Wherever the word "impl" appears in a line of the records, copy that line.

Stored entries
_ _ _ _ _ _ _

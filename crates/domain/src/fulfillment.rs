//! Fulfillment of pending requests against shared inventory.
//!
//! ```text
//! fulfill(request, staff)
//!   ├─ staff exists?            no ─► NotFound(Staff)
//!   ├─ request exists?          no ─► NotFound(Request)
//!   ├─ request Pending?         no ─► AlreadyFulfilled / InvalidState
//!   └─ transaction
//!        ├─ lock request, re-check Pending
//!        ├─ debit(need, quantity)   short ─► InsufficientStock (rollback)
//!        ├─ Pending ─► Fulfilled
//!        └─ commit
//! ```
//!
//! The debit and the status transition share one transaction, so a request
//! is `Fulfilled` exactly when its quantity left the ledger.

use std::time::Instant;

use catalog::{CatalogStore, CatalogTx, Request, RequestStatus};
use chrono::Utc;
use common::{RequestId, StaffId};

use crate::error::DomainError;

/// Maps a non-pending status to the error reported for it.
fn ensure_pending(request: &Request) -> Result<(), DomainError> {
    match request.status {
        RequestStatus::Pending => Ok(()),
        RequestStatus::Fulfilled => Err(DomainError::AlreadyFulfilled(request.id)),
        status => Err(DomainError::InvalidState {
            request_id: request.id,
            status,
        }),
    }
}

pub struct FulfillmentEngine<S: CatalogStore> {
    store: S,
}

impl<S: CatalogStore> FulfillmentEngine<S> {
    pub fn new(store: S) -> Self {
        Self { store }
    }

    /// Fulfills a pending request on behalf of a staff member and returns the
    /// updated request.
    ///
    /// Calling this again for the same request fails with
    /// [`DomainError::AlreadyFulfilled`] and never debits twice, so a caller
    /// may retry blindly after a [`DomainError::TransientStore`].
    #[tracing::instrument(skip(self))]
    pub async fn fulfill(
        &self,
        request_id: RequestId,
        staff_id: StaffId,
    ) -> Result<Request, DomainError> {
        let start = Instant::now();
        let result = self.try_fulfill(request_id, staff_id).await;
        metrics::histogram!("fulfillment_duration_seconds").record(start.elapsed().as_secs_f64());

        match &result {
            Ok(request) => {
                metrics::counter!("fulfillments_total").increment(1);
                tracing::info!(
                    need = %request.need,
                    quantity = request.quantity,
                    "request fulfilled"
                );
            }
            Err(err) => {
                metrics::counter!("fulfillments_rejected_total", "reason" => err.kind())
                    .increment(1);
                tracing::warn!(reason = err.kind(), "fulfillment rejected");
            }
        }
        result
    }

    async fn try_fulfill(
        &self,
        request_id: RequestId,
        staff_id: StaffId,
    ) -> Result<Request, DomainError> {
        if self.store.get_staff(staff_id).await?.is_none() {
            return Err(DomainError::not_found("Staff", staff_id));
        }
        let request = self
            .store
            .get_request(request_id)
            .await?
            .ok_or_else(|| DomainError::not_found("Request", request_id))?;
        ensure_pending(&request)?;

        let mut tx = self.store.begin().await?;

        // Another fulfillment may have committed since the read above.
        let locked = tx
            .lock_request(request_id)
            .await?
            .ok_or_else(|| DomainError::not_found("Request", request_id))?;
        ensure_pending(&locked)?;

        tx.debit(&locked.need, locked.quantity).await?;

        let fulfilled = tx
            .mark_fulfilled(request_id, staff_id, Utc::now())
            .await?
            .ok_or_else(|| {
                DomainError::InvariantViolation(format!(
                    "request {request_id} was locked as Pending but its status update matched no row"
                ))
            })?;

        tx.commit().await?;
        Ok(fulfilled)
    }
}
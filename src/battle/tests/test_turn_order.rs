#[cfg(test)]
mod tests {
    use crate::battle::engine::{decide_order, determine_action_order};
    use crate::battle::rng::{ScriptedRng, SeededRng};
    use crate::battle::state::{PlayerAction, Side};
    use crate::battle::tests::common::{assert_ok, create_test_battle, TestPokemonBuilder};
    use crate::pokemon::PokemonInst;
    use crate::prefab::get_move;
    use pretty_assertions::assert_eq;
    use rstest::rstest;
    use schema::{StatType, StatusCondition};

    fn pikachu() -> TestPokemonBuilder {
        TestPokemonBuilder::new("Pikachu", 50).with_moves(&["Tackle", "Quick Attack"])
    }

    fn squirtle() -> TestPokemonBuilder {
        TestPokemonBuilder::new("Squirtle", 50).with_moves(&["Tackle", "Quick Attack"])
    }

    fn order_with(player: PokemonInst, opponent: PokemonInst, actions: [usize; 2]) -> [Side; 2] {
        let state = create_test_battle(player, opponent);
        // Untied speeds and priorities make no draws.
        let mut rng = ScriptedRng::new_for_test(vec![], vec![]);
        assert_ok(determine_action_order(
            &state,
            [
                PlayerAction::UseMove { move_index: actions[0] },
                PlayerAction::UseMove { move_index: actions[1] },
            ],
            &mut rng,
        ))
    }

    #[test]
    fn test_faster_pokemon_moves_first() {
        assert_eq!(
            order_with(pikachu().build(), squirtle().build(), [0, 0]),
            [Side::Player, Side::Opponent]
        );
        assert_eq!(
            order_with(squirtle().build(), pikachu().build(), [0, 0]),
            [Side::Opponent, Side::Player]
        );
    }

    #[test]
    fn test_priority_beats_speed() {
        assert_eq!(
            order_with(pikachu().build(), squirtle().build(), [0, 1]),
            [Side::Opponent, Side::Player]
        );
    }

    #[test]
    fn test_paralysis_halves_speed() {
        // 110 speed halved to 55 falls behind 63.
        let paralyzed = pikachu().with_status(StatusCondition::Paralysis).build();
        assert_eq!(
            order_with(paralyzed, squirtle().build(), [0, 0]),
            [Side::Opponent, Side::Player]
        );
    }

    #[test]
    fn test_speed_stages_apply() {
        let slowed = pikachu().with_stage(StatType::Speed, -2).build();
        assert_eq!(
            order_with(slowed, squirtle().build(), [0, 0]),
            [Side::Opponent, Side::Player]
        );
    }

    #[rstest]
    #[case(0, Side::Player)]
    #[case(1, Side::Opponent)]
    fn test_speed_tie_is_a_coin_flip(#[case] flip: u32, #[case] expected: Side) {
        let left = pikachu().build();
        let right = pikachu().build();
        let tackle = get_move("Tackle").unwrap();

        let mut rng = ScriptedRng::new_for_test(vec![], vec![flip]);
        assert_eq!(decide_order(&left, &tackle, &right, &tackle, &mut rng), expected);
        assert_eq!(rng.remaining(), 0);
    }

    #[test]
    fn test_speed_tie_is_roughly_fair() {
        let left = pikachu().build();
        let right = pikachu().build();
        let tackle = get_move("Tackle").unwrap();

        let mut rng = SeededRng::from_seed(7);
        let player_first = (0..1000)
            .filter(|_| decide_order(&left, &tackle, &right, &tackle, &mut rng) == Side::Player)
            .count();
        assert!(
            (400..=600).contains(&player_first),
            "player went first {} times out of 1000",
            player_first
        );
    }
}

_ _ _ _ _ _ _

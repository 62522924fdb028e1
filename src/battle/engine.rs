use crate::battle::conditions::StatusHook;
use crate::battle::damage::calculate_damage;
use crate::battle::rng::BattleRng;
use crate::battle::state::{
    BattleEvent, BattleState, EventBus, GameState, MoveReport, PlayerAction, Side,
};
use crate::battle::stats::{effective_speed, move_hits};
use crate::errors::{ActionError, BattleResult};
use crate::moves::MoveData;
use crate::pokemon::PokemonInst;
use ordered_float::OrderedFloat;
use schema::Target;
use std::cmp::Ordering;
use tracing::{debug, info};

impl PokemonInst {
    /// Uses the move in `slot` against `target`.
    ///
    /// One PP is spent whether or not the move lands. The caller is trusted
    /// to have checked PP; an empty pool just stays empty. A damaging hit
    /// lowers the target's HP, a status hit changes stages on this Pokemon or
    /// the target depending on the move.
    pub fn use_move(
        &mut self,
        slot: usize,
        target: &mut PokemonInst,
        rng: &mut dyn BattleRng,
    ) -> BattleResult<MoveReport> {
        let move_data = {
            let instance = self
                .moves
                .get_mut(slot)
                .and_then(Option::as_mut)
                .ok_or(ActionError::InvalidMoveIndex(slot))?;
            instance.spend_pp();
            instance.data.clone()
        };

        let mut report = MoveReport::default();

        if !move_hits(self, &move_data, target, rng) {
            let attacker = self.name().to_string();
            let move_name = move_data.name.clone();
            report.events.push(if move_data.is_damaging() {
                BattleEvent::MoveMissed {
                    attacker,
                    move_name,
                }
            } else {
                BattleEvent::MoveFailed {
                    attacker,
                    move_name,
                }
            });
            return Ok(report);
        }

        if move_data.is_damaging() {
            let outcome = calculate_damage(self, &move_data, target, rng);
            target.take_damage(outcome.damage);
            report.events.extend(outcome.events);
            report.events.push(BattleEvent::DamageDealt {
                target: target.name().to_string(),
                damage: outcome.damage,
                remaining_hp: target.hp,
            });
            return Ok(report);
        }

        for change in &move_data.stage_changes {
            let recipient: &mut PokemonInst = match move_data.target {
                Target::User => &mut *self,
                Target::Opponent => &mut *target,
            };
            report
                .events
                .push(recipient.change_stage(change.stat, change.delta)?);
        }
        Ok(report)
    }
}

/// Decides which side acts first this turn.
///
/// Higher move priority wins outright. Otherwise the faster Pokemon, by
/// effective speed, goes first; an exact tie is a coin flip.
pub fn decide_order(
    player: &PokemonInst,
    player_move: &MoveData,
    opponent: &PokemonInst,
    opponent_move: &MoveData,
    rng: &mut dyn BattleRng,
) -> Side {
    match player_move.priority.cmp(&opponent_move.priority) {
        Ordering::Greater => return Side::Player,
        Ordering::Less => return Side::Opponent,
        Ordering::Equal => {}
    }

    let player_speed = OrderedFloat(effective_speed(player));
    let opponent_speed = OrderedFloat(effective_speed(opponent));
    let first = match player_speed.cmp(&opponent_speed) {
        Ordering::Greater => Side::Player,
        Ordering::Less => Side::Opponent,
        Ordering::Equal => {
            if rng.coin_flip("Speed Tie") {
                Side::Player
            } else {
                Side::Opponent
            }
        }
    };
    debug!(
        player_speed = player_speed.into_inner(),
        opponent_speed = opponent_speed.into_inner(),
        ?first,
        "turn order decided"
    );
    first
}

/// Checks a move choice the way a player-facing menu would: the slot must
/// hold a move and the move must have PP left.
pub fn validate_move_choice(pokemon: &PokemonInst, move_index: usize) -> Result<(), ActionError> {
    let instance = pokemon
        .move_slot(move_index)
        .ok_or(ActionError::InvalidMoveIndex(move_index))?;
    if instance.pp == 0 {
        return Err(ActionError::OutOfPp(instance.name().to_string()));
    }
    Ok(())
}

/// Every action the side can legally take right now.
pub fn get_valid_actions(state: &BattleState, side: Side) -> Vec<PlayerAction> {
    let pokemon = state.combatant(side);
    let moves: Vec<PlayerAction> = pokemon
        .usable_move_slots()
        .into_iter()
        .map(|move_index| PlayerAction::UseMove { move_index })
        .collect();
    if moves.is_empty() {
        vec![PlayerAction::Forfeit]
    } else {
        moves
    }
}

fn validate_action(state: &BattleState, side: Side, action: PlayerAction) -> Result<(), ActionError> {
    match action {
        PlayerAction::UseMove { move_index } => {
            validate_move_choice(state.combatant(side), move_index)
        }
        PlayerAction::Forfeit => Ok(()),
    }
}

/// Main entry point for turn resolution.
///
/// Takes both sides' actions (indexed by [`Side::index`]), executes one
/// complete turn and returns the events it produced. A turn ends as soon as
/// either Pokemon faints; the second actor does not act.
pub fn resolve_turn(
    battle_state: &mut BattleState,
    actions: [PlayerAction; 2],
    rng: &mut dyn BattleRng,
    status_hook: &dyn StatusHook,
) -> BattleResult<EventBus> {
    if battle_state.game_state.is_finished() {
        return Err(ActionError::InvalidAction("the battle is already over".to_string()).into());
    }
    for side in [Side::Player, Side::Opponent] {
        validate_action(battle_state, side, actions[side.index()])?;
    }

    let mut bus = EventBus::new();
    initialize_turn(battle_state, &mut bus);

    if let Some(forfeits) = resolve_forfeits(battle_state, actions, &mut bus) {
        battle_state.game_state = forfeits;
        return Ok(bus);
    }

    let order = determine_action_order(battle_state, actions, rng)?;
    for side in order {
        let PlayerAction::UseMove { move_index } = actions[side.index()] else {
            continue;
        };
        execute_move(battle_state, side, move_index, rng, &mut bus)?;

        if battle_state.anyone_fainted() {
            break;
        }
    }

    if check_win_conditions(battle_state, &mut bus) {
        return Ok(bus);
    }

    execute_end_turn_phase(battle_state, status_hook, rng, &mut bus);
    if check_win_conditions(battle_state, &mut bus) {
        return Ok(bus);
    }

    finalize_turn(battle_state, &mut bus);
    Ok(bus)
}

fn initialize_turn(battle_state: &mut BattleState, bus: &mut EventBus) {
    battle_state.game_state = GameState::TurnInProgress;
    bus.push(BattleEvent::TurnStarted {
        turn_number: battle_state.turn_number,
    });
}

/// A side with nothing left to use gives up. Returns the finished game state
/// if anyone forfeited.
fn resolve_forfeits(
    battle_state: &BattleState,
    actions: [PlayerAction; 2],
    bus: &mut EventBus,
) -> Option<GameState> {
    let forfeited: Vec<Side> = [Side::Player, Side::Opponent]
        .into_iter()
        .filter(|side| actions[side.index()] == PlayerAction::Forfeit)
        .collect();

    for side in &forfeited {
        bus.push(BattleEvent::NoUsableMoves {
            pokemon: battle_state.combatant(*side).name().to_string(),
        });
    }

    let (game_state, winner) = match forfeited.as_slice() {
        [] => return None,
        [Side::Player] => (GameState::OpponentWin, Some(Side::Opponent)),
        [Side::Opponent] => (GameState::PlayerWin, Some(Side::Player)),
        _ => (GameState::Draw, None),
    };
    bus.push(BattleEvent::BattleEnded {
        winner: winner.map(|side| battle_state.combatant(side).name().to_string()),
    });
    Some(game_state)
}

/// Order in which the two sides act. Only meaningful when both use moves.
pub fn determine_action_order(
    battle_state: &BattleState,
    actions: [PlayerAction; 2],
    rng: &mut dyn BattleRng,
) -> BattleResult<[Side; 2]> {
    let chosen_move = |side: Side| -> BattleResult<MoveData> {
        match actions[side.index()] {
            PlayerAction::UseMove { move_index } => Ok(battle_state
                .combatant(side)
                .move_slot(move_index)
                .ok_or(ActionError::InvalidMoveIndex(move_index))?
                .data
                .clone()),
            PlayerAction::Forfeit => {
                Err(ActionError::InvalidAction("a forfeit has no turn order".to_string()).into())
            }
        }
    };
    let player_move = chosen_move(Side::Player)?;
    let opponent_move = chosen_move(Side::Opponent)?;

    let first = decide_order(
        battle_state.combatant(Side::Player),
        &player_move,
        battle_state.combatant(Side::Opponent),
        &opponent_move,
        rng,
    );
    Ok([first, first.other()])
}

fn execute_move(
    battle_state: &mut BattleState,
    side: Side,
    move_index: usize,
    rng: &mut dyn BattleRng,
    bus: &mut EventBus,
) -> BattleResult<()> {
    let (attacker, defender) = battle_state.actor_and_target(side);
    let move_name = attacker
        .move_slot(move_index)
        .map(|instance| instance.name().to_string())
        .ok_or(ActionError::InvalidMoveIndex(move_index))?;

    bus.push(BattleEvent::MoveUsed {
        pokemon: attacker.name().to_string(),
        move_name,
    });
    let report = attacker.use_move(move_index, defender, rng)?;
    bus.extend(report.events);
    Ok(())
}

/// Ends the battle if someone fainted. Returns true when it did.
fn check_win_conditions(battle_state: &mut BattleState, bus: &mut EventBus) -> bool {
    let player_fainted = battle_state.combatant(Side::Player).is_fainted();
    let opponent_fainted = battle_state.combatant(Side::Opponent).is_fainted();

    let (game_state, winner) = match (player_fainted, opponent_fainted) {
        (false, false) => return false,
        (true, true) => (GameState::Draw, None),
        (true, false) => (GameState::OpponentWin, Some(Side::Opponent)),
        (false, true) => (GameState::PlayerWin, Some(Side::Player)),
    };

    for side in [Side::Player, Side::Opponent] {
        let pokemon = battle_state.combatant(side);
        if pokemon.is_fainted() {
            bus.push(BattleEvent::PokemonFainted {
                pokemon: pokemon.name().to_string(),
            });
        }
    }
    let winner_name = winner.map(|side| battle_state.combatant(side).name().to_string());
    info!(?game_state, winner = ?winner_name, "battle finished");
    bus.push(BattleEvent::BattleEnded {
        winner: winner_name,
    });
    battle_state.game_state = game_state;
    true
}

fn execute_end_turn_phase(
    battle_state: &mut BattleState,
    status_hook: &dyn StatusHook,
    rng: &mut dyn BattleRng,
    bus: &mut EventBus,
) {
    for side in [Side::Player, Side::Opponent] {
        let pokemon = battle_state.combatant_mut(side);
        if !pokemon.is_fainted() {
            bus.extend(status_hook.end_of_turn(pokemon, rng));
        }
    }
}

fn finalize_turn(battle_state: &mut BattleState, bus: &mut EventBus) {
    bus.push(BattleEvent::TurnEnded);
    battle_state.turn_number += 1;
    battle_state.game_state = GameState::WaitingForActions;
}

_ _ _ _ _ _ _

:: Answer area ::
impl<S: CatalogStore> FulfillmentEngine<S> {
impl PokemonInst {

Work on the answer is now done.